The Compelling Community of the Early Church
The outstanding character of Christian communities continued beyond the apostles. The Greek philosopher and critic of Christianity, Celsus, once countered Christian claims that Jesus was God by asserting that He was no different than Hercules or Dionysius. He was just a mortal who “became” a god after his death, by the larger-than-life esteem of his followers. Origen of Alexandria’s response was bold and beautiful: “Can they support their claim to be gods by proving that there are people who have been reformed in morals and have become better as a result of their life and teaching?”

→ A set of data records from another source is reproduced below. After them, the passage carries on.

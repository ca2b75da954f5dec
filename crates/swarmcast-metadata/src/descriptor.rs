//! Stream descriptor codec — the serializable description of one logical
//! media stream and its chunk map.
//!
//! A descriptor is built once from a media source (chunk-size derivation,
//! per-chunk digests), then serialized field by field in a fixed order; or
//! constructed empty and populated entirely by `unserialize`. Re-serializing
//! a parsed descriptor is byte-identical to the original.
//!
//! Both directions fold the init-segment bytes and every chunk digest into
//! the caller's [`ContentFingerprint`], immediately after the byte range's
//! own I/O and before the next field is touched, so writer and reader drive
//! the accumulator through the same sequence.
//!
//! Wire layout (all multi-byte integers in the stream's endianness):
//!
//! ```text
//! byte     type
//! cstring  mimeType            bytes + 0x00, no length prefix
//! uint32   bandwidth
//! int32    width               -1 = unset
//! int32    height              -1 = unset
//! int32    numChannels         -1 = unset
//! int32    samplingFrequency   -1 = unset
//! int32    chunkSize
//! uint32   initSegmentLength
//! byte[..] initSegment
//! uint32   mediaSegmentCount
//! per segment:
//!   uint32 timecode
//!   uint32 length
//!   uint32 chunkCount
//!   digest[chunkCount]         width fixed by the checksum algorithm
//! ```

use bytes::Bytes;

use swarmcast_core::{checksum, ByteStream, ChecksumAlgorithm, Digest, StreamError};

use crate::error::MetadataError;
use crate::fingerprint::ContentFingerprint;
use crate::media::{Cue, MediaSource, StreamType};

/// Smallest candidate chunk-size exponent.
const MIN_CHUNK_EXPONENT: u32 = 15;
/// Largest candidate chunk-size exponent; the fallback when every smaller
/// size would need too many chunks per stream.
const MAX_CHUNK_EXPONENT: u32 = 19;
/// A chunk size qualifies when the whole stream splits into fewer chunks
/// than this, keeping per-segment chunk tables small on the wire.
const MAX_CHUNK_COUNT: u64 = 255;

// ── Segment ───────────────────────────────────────────────────────────────────

/// One media segment: a contiguous byte range starting at a cue, described
/// by one digest per chunk-size slice.
#[derive(Debug, Clone, PartialEq, Eq)]
pub struct SegmentDescriptor {
    /// Presentation time of the segment start.
    pub timecode: u32,
    /// Byte length of the segment's raw data.
    pub length: u32,
    /// One digest per slice; `chunks.len() == length.div_ceil(chunk_size)`.
    pub chunks: Vec<Digest>,
}

// ── Descriptor ────────────────────────────────────────────────────────────────

/// The serializable description of one logical stream — a single track or a
/// multiplexed combination.
pub struct StreamDescriptor {
    checksum_name: String,
    checksum: Box<dyn ChecksumAlgorithm>,

    pub stream_type: StreamType,
    pub mime_type: String,
    pub bandwidth: u32,
    pub width: Option<u32>,
    pub height: Option<u32>,
    pub num_channels: Option<u32>,
    pub sampling_frequency: Option<u32>,

    /// Container initialization data, length-prefixed on the wire.
    pub init_segment: Bytes,
    /// Shared by every segment of this descriptor. A power of two in
    /// 2^15..=2^19 once populated.
    pub chunk_size: u32,
    pub media_segments: Vec<SegmentDescriptor>,

    /// Total byte size across all segments. Used only to pick `chunk_size`;
    /// never serialized.
    stream_size: u64,
}

impl StreamDescriptor {
    /// Empty descriptor for the deserialization path: every media-derived
    /// attribute starts unset and is populated by `unserialize`.
    pub fn new(algorithm_name: &str) -> Result<Self, MetadataError> {
        let checksum = checksum::create(algorithm_name)
            .ok_or_else(|| MetadataError::UnknownAlgorithm(algorithm_name.to_owned()))?;
        Ok(Self {
            checksum_name: algorithm_name.to_owned(),
            checksum,
            stream_type: StreamType::Unspecified,
            mime_type: String::new(),
            bandwidth: 0,
            width: None,
            height: None,
            num_channels: None,
            sampling_frequency: None,
            init_segment: Bytes::new(),
            chunk_size: 0,
            media_segments: Vec::new(),
            stream_size: 0,
        })
    }

    /// Descriptor seeded from a source media handle: copies the mime type
    /// and folds every track's attributes.
    ///
    /// The fold only compares each track against the type already set: two
    /// tracks mixing video and audio promote the type to `Multiplexed`, and
    /// every attribute a track defines overwrites the previous value. With
    /// more than two mixed tracks the same fold applies; the precedence that
    /// falls out is inherited behavior, not a contract.
    pub fn from_media(
        algorithm_name: &str,
        media: &dyn MediaSource,
        init_segment: Option<Bytes>,
    ) -> Result<Self, MetadataError> {
        let mut descriptor = Self::new(algorithm_name)?;
        descriptor.init_segment = init_segment.unwrap_or_default();
        descriptor.mime_type = media.mime_type().to_owned();

        for track in media.tracks() {
            let track_av = matches!(track.kind, StreamType::Video | StreamType::Audio);
            let self_av = matches!(
                descriptor.stream_type,
                StreamType::Video | StreamType::Audio
            );
            if track_av && self_av && descriptor.stream_type != track.kind {
                descriptor.stream_type = StreamType::Multiplexed;
            } else {
                descriptor.stream_type = track.kind;
            }
            if track.width.is_some() {
                descriptor.width = track.width;
            }
            if track.height.is_some() {
                descriptor.height = track.height;
            }
            if track.channels.is_some() {
                descriptor.num_channels = track.channels;
            }
            if track.sampling_frequency.is_some() {
                descriptor.sampling_frequency = track.sampling_frequency;
            }
        }
        Ok(descriptor)
    }

    /// Registry name of the checksum algorithm digesting this descriptor's
    /// chunks.
    pub fn checksum_algorithm_name(&self) -> &str {
        &self.checksum_name
    }

    /// Total byte size across all segments, as derived from the cue list.
    pub fn stream_size(&self) -> u64 {
        self.stream_size
    }

    // ── Chunk-size derivation ─────────────────────────────────────────────────

    /// Derive `stream_size` from the cue list and pick the chunk size.
    ///
    /// The stream size is the sum of byte deltas between consecutive cue
    /// offsets. Candidate chunk sizes are tried from 2^15 upward; the first
    /// one that splits the stream into fewer than 255 chunks wins, keeping
    /// verification as fine-grained as the table-size budget allows. If none
    /// qualifies the loop exits holding 2^19.
    pub fn calculate_stream_size(&mut self, cues: &[Cue]) {
        let mut previous = 0u64;
        for cue in cues {
            self.stream_size += cue.offset.saturating_sub(previous);
            previous = cue.offset;
        }

        for exponent in MIN_CHUNK_EXPONENT..=MAX_CHUNK_EXPONENT {
            self.chunk_size = 1u32 << exponent;
            if self.stream_size.div_ceil(self.chunk_size as u64) < MAX_CHUNK_COUNT {
                break;
            }
        }
    }

    // ── Chunking pass ─────────────────────────────────────────────────────────

    /// Fetch, split, and digest every segment of the source media, in cue
    /// order.
    ///
    /// Each segment's fetch is issued only after the previous segment's
    /// chunking completed. Each chunk digest is fed into `fingerprint` as it
    /// is produced. A fetch error aborts the pass, leaving `media_segments`
    /// populated up to the failed cue — nothing is rolled back.
    pub fn add_media_segments(
        &mut self,
        media: &mut dyn MediaSource,
        fingerprint: &mut ContentFingerprint,
    ) -> Result<(), MetadataError> {
        let cues: Vec<Cue> = media.cues().to_vec();
        self.calculate_stream_size(&cues);

        for cue in &cues {
            let bytes =
                media
                    .media_segment(cue.timecode)
                    .map_err(|source| MetadataError::MediaFetch {
                        timecode: cue.timecode,
                        source,
                    })?;
            let chunks = self.chunk_bytes(&bytes, fingerprint);
            tracing::debug!(
                timecode = cue.timecode,
                length = bytes.len(),
                chunks = chunks.len(),
                "segment chunked"
            );
            self.media_segments.push(SegmentDescriptor {
                timecode: cue.timecode,
                length: bytes.len() as u32,
                chunks,
            });
        }

        tracing::debug!(
            segments = self.media_segments.len(),
            chunk_size = self.chunk_size,
            stream_size = self.stream_size,
            "chunking pass complete"
        );
        Ok(())
    }

    /// Split `bytes` into consecutive `chunk_size` slices (the final slice
    /// may be short) and digest each with this descriptor's own algorithm.
    fn chunk_bytes(&self, bytes: &[u8], fingerprint: &mut ContentFingerprint) -> Vec<Digest> {
        let mut chunks = Vec::new();
        for slice in bytes.chunks(self.chunk_size as usize) {
            let digest = self.checksum.checksum(slice);
            fingerprint.update(&digest);
            chunks.push(digest);
        }
        chunks
    }

    // ── Serialize ─────────────────────────────────────────────────────────────

    /// Write the descriptor in the fixed field order.
    ///
    /// Every write is a strict continuation: the next field is not written
    /// until the previous one succeeded, and the first error aborts the whole
    /// call with nothing further written.
    pub fn serialize(
        &self,
        stream: &mut dyn ByteStream,
        fingerprint: &mut ContentFingerprint,
    ) -> Result<(), MetadataError> {
        stream.write_u8(self.stream_type.wire_byte())?;
        stream.write_string(&self.mime_type)?;
        stream.write_u32(self.bandwidth)?;
        write_unset_or(stream, self.width)?;
        write_unset_or(stream, self.height)?;
        write_unset_or(stream, self.num_channels)?;
        write_unset_or(stream, self.sampling_frequency)?;
        stream.write_i32(self.chunk_size as i32)?;

        stream.write_u32(self.init_segment.len() as u32)?;
        stream.write(&self.init_segment)?;
        fingerprint.update(&self.init_segment);

        stream.write_u32(self.media_segments.len() as u32)?;
        for segment in &self.media_segments {
            stream.write_u32(segment.timecode)?;
            stream.write_u32(segment.length)?;
            stream.write_u32(segment.chunks.len() as u32)?;
            for chunk in &segment.chunks {
                self.checksum.serialize_digest(chunk, stream)?;
                fingerprint.update(chunk);
            }
        }

        tracing::debug!(
            mime_type = %self.mime_type,
            segments = self.media_segments.len(),
            bytes = stream.tell(),
            "descriptor serialized"
        );
        Ok(())
    }

    // ── Unserialize ───────────────────────────────────────────────────────────

    /// Read the descriptor, mirroring `serialize` field for field.
    ///
    /// The init-segment bytes and every chunk digest are folded into
    /// `fingerprint` immediately upon being read, reproducing the writer's
    /// update sequence. Any stream error aborts the call; fields read so far
    /// stay populated and the descriptor must then be discarded.
    pub fn unserialize(
        &mut self,
        stream: &mut dyn ByteStream,
        fingerprint: &mut ContentFingerprint,
    ) -> Result<(), MetadataError> {
        let type_byte = stream.read_u8()?;
        self.stream_type = StreamType::from_wire_byte(type_byte)
            .ok_or(MetadataError::UnknownStreamType(type_byte))?;
        self.mime_type = stream.read_string()?;
        self.bandwidth = stream.read_u32()?;
        self.width = read_unset_or(stream)?;
        self.height = read_unset_or(stream)?;
        self.num_channels = read_unset_or(stream)?;
        self.sampling_frequency = read_unset_or(stream)?;
        self.chunk_size = stream.read_i32()? as u32;

        let init_length = stream.read_u32()?;
        let init_segment = stream.read_exact(init_length as usize)?;
        fingerprint.update(&init_segment);
        self.init_segment = init_segment;

        let segment_count = stream.read_u32()?;
        for _ in 0..segment_count {
            let timecode = stream.read_u32()?;
            let length = stream.read_u32()?;
            let chunk_count = stream.read_u32()?;
            let mut chunks = Vec::new();
            for _ in 0..chunk_count {
                let digest = self.checksum.unserialize_digest(stream)?;
                fingerprint.update(&digest);
                chunks.push(digest);
            }
            self.media_segments.push(SegmentDescriptor {
                timecode,
                length,
                chunks,
            });
        }

        tracing::debug!(
            mime_type = %self.mime_type,
            segments = self.media_segments.len(),
            chunk_size = self.chunk_size,
            "descriptor unserialized"
        );
        Ok(())
    }
}

// ── Optional numeric fields ───────────────────────────────────────────────────

// Optional attributes travel as int32 with -1 meaning unset; in memory they
// are plain Options. Values above i32::MAX have no wire form — the negative
// range belongs to the sentinel — and are rejected rather than wrapped.

fn write_unset_or(stream: &mut dyn ByteStream, value: Option<u32>) -> Result<(), MetadataError> {
    match value {
        Some(value) => {
            let raw =
                i32::try_from(value).map_err(|_| MetadataError::AttributeOutOfRange(value))?;
            stream.write_i32(raw)?;
        }
        None => stream.write_i32(-1)?,
    }
    Ok(())
}

fn read_unset_or(stream: &mut dyn ByteStream) -> Result<Option<u32>, StreamError> {
    let raw = stream.read_i32()?;
    Ok(if raw < 0 { None } else { Some(raw as u32) })
}

// ── Tests ─────────────────────────────────────────────────────────────────────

The early church could! And they changed the world. Observing the amazing impact of early Christians on the Roman Empire, historian Michael Goheen writes, “the most characteristic element of mission in the church of the first three centuries was the attractive power of the local congregation.”
Maybe you’re wondering whether you can find such a congregation today – or have ever seen one. You’re not alone. “The crisis of evangelism we face in the Western world is not a lack of information,” one writer observes, but a lack of transformation “that would provoke others to ask, ‘How did you discover this remarkable new way of life?’” The early church, however, seemed to possess this provocative quality to a remarkable degree.
Reflecting on the “intriguing attraction of early Christianity,” Goheen writes, “this did not come naturally,” but rather “was instilled by way of a painstaking catechetical process.” The attractive and transformative character of the Christian community resulted from sustained instruction and intentional practice.
The primary way the early church did this was through catechesis. In this process, new converts were trained in both sound doctrine – built around Scripture and common creeds – and sound practice. In cultivating practice, they applied their faith through everyday obedience to Jesus’ commands, as instructed by trained disciples, and exercised themselves in regular prayer and fasting.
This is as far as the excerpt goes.